Supplied records.

——————————

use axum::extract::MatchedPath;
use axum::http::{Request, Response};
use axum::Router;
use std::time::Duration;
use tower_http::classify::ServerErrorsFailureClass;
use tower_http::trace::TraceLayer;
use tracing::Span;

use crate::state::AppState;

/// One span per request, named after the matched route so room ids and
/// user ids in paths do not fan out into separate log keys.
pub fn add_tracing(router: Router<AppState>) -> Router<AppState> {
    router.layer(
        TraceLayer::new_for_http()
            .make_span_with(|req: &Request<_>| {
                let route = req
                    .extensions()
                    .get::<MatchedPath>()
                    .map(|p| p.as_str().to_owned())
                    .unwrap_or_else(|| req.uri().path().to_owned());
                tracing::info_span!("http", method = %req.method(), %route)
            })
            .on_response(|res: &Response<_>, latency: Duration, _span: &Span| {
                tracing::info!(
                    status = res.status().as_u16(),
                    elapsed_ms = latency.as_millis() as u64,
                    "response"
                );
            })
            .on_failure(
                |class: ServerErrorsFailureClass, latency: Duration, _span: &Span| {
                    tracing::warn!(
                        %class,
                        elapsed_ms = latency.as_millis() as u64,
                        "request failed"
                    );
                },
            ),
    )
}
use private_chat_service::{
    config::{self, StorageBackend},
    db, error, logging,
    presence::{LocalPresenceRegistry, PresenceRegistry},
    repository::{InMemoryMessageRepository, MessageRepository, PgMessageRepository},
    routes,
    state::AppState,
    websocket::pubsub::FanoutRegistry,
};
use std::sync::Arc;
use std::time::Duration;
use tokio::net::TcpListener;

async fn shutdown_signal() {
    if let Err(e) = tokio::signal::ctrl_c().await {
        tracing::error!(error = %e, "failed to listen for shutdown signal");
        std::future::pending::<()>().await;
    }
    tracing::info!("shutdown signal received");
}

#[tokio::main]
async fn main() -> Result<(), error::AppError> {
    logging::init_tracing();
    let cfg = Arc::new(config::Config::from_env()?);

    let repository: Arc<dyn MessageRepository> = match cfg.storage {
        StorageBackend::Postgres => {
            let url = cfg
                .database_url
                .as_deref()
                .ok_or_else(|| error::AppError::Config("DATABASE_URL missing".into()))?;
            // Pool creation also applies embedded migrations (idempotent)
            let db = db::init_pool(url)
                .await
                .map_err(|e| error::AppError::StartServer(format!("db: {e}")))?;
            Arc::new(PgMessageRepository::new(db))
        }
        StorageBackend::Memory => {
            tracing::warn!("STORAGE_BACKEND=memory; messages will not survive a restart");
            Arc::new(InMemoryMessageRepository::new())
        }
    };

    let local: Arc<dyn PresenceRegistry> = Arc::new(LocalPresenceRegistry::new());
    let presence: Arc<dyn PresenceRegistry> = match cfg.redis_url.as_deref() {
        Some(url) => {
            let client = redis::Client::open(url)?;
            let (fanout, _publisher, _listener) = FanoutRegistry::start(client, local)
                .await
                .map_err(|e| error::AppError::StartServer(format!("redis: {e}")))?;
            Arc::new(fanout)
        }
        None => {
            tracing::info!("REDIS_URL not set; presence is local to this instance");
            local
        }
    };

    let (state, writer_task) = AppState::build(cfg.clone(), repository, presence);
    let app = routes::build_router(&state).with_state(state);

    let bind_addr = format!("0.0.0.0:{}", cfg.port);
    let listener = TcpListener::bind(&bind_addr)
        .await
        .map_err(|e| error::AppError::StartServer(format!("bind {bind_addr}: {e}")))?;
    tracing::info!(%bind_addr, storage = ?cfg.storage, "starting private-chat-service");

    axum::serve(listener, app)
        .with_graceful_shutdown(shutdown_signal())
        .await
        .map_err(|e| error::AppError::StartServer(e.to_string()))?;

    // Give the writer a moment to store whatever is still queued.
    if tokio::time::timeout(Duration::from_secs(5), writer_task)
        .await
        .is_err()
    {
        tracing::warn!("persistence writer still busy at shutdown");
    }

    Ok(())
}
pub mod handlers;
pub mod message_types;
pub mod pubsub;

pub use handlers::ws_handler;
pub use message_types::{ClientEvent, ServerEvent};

——————————

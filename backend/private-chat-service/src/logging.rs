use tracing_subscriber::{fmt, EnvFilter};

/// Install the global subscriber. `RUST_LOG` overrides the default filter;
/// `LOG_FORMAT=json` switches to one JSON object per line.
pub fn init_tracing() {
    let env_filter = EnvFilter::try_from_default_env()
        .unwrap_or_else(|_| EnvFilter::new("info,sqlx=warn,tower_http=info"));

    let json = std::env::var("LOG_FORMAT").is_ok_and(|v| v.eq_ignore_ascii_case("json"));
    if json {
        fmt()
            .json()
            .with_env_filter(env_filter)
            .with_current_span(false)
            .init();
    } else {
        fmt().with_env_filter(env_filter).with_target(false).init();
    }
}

——————————

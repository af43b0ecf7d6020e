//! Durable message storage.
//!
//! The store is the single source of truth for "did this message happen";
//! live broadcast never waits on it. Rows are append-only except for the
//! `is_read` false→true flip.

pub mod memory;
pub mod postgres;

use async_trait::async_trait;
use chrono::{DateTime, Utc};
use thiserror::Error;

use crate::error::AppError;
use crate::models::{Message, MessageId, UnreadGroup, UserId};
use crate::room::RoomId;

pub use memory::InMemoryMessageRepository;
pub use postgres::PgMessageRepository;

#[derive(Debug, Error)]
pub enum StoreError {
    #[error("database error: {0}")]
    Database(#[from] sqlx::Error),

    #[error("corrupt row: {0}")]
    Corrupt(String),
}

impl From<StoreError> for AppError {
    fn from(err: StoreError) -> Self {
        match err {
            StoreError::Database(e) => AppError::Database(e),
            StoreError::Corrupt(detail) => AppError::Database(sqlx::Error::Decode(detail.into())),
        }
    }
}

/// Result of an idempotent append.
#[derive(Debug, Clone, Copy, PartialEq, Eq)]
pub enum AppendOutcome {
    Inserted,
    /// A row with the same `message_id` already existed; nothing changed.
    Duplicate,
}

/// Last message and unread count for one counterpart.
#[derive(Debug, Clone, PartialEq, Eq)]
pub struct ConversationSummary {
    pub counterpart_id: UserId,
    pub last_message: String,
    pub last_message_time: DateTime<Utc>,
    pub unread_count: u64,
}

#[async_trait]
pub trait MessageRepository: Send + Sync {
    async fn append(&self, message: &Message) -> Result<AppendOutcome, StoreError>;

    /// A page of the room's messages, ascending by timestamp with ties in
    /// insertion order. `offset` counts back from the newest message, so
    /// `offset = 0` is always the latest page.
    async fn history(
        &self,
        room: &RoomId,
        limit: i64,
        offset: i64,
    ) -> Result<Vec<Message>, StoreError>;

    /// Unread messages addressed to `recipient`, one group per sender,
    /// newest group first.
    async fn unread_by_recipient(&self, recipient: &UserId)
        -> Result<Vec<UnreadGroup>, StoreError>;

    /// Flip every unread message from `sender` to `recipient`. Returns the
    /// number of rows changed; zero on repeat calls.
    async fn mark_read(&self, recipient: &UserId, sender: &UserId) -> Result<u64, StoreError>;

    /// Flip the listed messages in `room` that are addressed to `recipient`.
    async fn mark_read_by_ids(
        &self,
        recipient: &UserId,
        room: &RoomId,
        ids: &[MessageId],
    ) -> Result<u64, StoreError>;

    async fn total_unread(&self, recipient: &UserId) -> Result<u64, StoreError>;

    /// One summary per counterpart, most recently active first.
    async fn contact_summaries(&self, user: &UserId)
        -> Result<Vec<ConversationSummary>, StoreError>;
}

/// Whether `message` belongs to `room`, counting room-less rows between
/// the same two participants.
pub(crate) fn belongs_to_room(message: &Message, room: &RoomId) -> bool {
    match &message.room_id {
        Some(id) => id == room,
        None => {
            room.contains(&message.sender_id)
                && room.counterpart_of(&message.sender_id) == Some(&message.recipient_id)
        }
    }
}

——————————

Problem statement. When the entries above show the word "addressed" in a line, copy that line out.

Answer for the task.
    /// Unread messages addressed to `recipient`, one group per sender,
    /// Flip the listed messages in `room` that are addressed to `recipient`.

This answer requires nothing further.